>>>>
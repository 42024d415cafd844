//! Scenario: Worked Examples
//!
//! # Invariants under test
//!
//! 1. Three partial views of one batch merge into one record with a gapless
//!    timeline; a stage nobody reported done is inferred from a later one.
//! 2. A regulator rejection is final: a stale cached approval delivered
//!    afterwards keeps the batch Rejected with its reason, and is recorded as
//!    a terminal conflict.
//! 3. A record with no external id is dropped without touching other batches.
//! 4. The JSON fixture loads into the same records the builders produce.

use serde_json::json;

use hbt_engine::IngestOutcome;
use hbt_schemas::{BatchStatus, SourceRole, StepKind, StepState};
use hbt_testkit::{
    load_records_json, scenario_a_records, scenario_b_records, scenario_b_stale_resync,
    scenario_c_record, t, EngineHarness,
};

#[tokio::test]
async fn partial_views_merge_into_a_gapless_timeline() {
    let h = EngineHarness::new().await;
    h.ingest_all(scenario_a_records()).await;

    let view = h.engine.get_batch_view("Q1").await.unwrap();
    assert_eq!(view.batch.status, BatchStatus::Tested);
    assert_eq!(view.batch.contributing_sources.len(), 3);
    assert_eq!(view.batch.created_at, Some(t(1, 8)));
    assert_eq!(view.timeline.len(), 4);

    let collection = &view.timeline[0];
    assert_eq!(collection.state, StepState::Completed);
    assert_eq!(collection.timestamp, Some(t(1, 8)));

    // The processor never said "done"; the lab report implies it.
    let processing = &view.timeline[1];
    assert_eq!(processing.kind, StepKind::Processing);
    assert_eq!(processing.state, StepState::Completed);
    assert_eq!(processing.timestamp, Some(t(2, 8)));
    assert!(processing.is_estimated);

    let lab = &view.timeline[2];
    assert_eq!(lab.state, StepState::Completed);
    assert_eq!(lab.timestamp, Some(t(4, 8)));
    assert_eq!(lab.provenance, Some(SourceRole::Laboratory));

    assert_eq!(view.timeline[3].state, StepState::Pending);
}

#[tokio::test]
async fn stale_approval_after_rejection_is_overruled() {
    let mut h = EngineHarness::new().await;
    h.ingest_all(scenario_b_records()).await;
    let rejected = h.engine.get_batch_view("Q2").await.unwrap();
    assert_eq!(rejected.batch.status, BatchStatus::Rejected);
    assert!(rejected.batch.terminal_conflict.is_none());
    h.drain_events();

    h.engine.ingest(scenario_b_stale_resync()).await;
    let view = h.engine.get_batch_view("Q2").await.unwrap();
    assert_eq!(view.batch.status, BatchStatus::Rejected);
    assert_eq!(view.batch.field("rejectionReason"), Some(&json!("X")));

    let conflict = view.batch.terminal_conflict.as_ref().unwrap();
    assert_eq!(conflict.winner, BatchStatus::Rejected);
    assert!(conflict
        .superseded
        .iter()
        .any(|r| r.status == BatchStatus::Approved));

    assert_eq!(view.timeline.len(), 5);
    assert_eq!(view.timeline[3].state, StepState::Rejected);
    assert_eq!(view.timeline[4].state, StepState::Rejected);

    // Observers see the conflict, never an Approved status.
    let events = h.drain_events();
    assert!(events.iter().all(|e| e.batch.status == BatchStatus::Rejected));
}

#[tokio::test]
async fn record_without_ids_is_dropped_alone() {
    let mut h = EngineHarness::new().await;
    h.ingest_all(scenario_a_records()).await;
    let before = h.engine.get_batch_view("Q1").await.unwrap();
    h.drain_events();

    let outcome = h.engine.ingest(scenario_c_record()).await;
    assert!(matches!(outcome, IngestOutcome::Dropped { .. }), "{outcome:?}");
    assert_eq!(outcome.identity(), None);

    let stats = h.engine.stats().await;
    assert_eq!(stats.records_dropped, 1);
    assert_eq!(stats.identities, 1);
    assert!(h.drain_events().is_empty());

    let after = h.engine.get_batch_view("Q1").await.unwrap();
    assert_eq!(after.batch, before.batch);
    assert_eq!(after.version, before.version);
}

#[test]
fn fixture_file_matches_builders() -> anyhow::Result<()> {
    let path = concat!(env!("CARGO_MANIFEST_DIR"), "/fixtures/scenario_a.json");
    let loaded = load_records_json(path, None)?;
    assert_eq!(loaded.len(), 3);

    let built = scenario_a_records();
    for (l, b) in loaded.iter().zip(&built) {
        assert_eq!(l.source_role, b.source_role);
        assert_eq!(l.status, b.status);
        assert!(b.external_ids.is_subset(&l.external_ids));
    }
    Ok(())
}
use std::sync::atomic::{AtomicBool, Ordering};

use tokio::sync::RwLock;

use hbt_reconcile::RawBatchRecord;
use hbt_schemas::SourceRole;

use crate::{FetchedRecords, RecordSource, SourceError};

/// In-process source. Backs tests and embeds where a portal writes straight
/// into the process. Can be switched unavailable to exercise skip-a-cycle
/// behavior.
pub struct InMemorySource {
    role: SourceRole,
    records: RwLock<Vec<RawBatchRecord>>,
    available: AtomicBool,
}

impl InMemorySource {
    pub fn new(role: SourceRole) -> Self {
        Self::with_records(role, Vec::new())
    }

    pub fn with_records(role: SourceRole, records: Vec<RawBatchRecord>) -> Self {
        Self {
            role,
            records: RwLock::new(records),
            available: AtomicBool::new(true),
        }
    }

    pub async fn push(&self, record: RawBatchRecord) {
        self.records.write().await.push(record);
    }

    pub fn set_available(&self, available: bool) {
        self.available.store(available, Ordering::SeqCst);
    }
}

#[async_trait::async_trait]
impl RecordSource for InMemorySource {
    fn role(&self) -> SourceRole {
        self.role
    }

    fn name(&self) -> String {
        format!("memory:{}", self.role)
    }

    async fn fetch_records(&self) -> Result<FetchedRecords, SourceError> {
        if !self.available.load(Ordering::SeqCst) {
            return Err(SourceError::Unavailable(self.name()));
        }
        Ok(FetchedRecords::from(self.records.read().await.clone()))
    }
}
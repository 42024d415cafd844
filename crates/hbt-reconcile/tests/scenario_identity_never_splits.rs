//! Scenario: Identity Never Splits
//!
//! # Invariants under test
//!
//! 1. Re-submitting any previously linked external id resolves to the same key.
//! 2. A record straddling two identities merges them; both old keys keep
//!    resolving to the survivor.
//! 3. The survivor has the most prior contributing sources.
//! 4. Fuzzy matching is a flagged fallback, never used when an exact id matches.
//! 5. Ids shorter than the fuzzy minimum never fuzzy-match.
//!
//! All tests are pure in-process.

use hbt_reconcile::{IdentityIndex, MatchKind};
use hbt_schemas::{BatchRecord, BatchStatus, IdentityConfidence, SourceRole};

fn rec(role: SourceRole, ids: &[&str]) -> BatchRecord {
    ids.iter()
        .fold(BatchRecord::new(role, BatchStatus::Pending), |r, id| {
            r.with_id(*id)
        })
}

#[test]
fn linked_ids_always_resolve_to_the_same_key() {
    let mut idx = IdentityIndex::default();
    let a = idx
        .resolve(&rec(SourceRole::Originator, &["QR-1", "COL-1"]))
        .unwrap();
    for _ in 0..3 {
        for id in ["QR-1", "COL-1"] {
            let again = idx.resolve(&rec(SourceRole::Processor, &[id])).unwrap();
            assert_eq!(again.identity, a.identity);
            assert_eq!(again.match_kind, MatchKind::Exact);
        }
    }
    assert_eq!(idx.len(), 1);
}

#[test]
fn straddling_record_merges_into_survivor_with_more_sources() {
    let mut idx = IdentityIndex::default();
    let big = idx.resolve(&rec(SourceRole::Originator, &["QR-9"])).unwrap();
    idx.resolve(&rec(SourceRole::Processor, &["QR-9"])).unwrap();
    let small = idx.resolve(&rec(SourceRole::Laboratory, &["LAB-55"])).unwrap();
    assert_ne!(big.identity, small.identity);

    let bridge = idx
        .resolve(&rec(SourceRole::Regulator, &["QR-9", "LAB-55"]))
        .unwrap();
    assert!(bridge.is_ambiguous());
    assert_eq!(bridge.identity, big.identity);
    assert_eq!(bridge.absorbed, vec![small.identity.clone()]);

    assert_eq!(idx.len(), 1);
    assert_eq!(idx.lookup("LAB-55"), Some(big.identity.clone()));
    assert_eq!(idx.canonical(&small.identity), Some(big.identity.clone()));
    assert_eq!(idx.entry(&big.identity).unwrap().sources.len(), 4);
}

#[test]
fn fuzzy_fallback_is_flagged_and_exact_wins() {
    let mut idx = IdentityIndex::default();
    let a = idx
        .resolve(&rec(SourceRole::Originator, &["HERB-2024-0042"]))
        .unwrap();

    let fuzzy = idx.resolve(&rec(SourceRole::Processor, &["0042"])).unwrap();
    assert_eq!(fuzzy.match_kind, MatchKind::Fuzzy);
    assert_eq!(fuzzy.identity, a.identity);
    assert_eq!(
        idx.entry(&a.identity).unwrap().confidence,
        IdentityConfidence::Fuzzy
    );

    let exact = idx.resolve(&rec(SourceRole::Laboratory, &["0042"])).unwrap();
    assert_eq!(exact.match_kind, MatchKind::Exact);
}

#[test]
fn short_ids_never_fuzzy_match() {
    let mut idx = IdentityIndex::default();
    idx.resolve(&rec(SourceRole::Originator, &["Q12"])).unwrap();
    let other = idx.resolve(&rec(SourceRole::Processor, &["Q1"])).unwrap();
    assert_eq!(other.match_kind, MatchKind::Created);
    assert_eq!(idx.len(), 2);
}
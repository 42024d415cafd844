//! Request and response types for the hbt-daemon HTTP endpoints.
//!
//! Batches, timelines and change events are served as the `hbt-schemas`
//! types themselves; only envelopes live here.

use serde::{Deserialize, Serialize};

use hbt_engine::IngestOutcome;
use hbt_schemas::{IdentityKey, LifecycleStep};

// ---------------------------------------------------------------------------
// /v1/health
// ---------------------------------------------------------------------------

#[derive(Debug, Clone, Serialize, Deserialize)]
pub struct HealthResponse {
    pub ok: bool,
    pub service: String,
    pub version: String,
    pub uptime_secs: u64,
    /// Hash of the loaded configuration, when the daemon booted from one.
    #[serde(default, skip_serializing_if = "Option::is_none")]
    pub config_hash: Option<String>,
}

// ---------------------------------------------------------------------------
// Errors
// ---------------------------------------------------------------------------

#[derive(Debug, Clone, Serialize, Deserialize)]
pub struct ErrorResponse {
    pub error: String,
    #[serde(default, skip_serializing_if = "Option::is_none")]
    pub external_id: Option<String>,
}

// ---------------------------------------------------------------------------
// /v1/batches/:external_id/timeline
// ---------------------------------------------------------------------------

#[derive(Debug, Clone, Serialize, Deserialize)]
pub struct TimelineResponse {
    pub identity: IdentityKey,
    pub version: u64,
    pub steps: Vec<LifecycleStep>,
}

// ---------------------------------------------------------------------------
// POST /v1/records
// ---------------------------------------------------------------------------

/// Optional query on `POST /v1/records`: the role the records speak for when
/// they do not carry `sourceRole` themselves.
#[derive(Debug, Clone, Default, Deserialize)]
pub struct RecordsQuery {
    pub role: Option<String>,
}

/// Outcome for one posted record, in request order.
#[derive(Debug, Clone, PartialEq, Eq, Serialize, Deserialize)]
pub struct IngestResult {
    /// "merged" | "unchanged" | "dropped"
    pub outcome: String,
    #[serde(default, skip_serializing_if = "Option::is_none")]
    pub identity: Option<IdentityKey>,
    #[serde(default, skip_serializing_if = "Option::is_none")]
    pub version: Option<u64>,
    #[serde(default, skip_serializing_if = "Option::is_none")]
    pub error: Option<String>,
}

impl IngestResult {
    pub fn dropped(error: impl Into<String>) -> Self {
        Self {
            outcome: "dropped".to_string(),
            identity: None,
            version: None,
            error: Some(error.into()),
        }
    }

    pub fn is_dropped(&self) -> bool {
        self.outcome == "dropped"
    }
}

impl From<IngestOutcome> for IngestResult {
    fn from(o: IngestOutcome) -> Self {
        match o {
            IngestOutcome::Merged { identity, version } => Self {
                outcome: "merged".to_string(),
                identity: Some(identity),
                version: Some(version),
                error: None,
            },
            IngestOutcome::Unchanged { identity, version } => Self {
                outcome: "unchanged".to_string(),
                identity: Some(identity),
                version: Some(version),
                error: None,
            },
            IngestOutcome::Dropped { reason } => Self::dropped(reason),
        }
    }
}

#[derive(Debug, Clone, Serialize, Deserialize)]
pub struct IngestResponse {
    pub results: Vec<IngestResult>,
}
<<<<
Problem requirements
Scan the records for the string "built" and report each line where it occurs.

Response
    let built = scenario_a_records();
    for (l, b) in loaded.iter().zip(&built) {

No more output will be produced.